Imagine a finite number (divisible by 3) of hexagons arranged in a fixed pattern. That pattern is to be divided into a mixture of straight trihexes and triangular trihexes.

True or false:
If there are two tilings of a particular pattern, then the number of straight trihexes will be even for both or odd for both.

(Appears to be true for small cases, but I can't find a proof or counterexample.)

L'lanmal · Daedalian Member

Here's an approach. It isn't complete though.

Label each hex with an integer row and column number (as an ordered pair) from the underlying planar hex tessilation.

The sum of the coordinates of the three hexes making up a straight trihex, in any of the three orientations, is (0,0) (mod 3).

The sum of coordinates of any upward facing triangle is (1,1) (mod 3).
The sum of coordinates of any downward facing triangle is (2,2) (mod 3).

It is therefore impossible to lower the count of upward or downward facing triangles by 1 while raising the straight trihex count by 1. Or vice-versa.

It is possible for 2 straight trihexes to replace an upward and a downward triangle. This is ok, as it does not change the parity of the straight trihex count.

It remains to show that you cannot retile to change one of the triangle counts by a larger odd number at once, such as by three while adjusting the straight trihex count by three in the opposite direction.

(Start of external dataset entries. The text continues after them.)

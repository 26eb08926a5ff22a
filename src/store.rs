//! In-memory document store.
//!
//! The store is built once from a directory of `.txt`/`.md` files and is
//! immutable afterwards, so it can be shared across threads behind an `Arc`
//! and read without locking. Reloading means building a new store.

mod document;
mod loader;

use std::collections::HashSet;
use std::path::{Path, PathBuf};

use thiserror::Error;

pub use document::Document;
pub use loader::{LoadFailure, LoadOptions, LoadReport, LoadStatus};

/// Errors that prevent a store from being built at all.
///
/// Per-file read failures are not errors; they are reported in `LoadReport::failures`.
#[derive(Debug, Error)]
pub enum StoreError {
    #[error("Failed to create documents directory {}: {source}", .path.display())]
    CreateDirectory {
        path: PathBuf,
        #[source]
        source: std::io::Error,
    },

    #[error("Failed to read documents directory {}: {source}", .path.display())]
    ReadDirectory {
        path: PathBuf,
        #[source]
        source: walkdir::Error,
    },

    #[error("Documents path is not a directory: {}", .0.display())]
    NotADirectory(PathBuf),

    #[error("Duplicate document name: {0}")]
    DuplicateName(String),
}

/// Immutable, load-ordered set of documents with unique names.
#[derive(Debug, Clone, Default, PartialEq, Eq)]
pub struct DocumentStore {
    documents: Vec<Document>,
}

impl DocumentStore {
    /// Loads every accepted file under `dir`.
    ///
    /// # Errors
    ///
    /// Fails only when the directory itself cannot be created or read.
    /// Unreadable individual files are skipped and listed in the report.
    pub fn load(dir: impl AsRef<Path>, options: &LoadOptions) -> Result<LoadReport, StoreError> {
        loader::load_directory(dir.as_ref(), options)
    }

    /// Builds a store from already-read documents, keeping their order.
    ///
    /// # Errors
    ///
    /// Returns `StoreError::DuplicateName` if two documents share a name.
    pub fn from_documents(documents: Vec<Document>) -> Result<Self, StoreError> {
        let mut seen = HashSet::with_capacity(documents.len());
        for doc in &documents {
            if !seen.insert(doc.name()) {
                return Err(StoreError::DuplicateName(doc.name().to_string()));
            }
        }
        Ok(Self { documents })
    }

    /// Snapshot of every document in load order.
    pub fn get_all(&self) -> &[Document] {
        &self.documents
    }

    /// Looks up a document by name.
    pub fn get(&self, name: &str) -> Option<&Document> {
        self.documents.iter().find(|d| d.name() == name)
    }

    pub fn len(&self) -> usize {
        self.documents.len()
    }

    pub fn is_empty(&self) -> bool {
        self.documents.is_empty()
    }

    /// Total size of all document contents in bytes.
    pub fn total_bytes(&self) -> usize {
        self.documents.iter().map(|d| d.content().len()).sum()
    }
}
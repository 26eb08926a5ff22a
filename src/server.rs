//! HTTP front end over `QueryAnswerer`.
//!
//! Routes:
//! - `GET /` - short service description
//! - `GET /health` - liveness plus loaded document count
//! - `GET /ask?q=...` and `POST /ask {"question": ...}` - answer a question
//!
//! `answer` blocks on the inference backend, so it runs on Tokio's blocking pool.

use std::sync::Arc;

use anyhow::{Context, Result};
use axum::{
    Json, Router,
    extract::{Query, State, rejection::JsonRejection},
    http::StatusCode,
    response::{IntoResponse, Response},
    routing::get,
};
use serde::{Deserialize, Serialize};
use tower_http::cors::CorsLayer;
use tower_http::trace::TraceLayer;
use tracing::{error, info};

use crate::answerer::{AnswerError, AnswerResult, QueryAnswerer};

const SERVICE_NAME: &str = "Document Assistant API";

type SharedAnswerer = Arc<QueryAnswerer>;

#[derive(Debug, Deserialize)]
pub struct AskParams {
    pub q: Option<String>,
}

#[derive(Debug, Deserialize)]
pub struct AskRequest {
    #[serde(default)]
    pub question: String,
}

/// JSON body returned for every answered question.
#[derive(Debug, Serialize, Deserialize, PartialEq)]
pub struct AskResponse {
    pub question: String,
    pub answer: String,
    pub document_count: usize,
}

impl From<AnswerResult> for AskResponse {
    fn from(result: AnswerResult) -> Self {
        Self {
            question: result.question().to_string(),
            answer: result.answer().to_string(),
            document_count: result.document_count(),
        }
    }
}

#[derive(Debug, Serialize, Deserialize, PartialEq)]
pub struct HealthResponse {
    pub status: String,
    pub service: String,
    pub documents_loaded: usize,
}

#[derive(Debug, Serialize, Deserialize, PartialEq)]
pub struct ErrorResponse {
    pub error: String,
}

fn error_response(status: StatusCode, message: impl Into<String>) -> Response {
    (
        status,
        Json(ErrorResponse {
            error: message.into(),
        }),
    )
        .into_response()
}

/// Builds the router with CORS and request tracing.
pub fn router(answerer: SharedAnswerer) -> Router {
    Router::new()
        .route("/", get(index_handler))
        .route("/health", get(health_handler))
        .route("/ask", get(ask_get_handler).post(ask_post_handler))
        .layer(CorsLayer::permissive())
        .layer(TraceLayer::new_for_http())
        .with_state(answerer)
}

/// Serves until Ctrl-C.
pub async fn serve(bind: &str, answerer: SharedAnswerer) -> Result<()> {
    let documents = answerer.document_count();
    let listener = tokio::net::TcpListener::bind(bind)
        .await
        .with_context(|| format!("Failed to bind {bind}"))?;

    info!(addr = %bind, documents, "document assistant API listening");
    axum::serve(listener, router(answerer))
        .with_graceful_shutdown(shutdown_signal())
        .await
        .context("HTTP server failed")?;

    info!("server stopped");
    Ok(())
}

async fn shutdown_signal() {
    if let Err(e) = tokio::signal::ctrl_c().await {
        error!(error = %e, "failed to listen for shutdown signal");
    }
}

async fn index_handler() -> &'static str {
    "Document Assistant API\n\
     GET  /health          service status\n\
     GET  /ask?q=QUESTION  ask a question\n\
     POST /ask             ask a question, body {\"question\": \"...\"}\n"
}

async fn health_handler(State(answerer): State<SharedAnswerer>) -> Json<HealthResponse> {
    Json(HealthResponse {
        status: "running".to_string(),
        service: SERVICE_NAME.to_string(),
        documents_loaded: answerer.document_count(),
    })
}

async fn ask_get_handler(
    State(answerer): State<SharedAnswerer>,
    Query(params): Query<AskParams>,
) -> Response {
    match params.q {
        Some(q) if !q.trim().is_empty() => answer_question(answerer, q).await,
        _ => error_response(
            StatusCode::BAD_REQUEST,
            "Provide a question with the q parameter, e.g. /ask?q=annual+leave+policy",
        ),
    }
}

async fn ask_post_handler(
    State(answerer): State<SharedAnswerer>,
    body: Result<Json<AskRequest>, JsonRejection>,
) -> Response {
    match body {
        Ok(Json(request)) => answer_question(answerer, request.question).await,
        Err(rejection) => error_response(
            StatusCode::BAD_REQUEST,
            format!("Invalid request body: {}", rejection.body_text()),
        ),
    }
}

async fn answer_question(answerer: SharedAnswerer, question: String) -> Response {
    info!(question = %question, "question received");

    let joined = tokio::task::spawn_blocking(move || answerer.answer(&question)).await;
    match joined {
        Ok(Ok(result)) => Json(AskResponse::from(result)).into_response(),
        Ok(Err(AnswerError::InvalidInput)) => {
            error_response(StatusCode::BAD_REQUEST, "Please provide a question")
        }
        Err(e) => {
            error!(error = %e, "answer task panicked");
            error_response(StatusCode::INTERNAL_SERVER_ERROR, "Internal error")
        }
    }
}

I think if you can do this, you can reduce more complex changes to this case (such as replacing two upward facing triangles with one downward and one straight) by adding disjoint 2x3 regions and toggling between two straight and two triangler divisions in each.

Zahariel · Daedalian Member

Your claim is untrue. Consider the universe consisting of an upward pointing triangle of 10 hexes (like a bowling pin arrangement), with the center hex removed. This shape can be tiled by either 3 straight tri-hexes or 3 upward tri-hexes. I haven't been able to come up with a counterexample involving a solid universe; either the minimum size for a counterexample is pretty big, or it's actually true for solid universes but the proof relies on a hexagonal version of Pick's theorem.

ralphmerridew · Daedalian Member

Nicely done!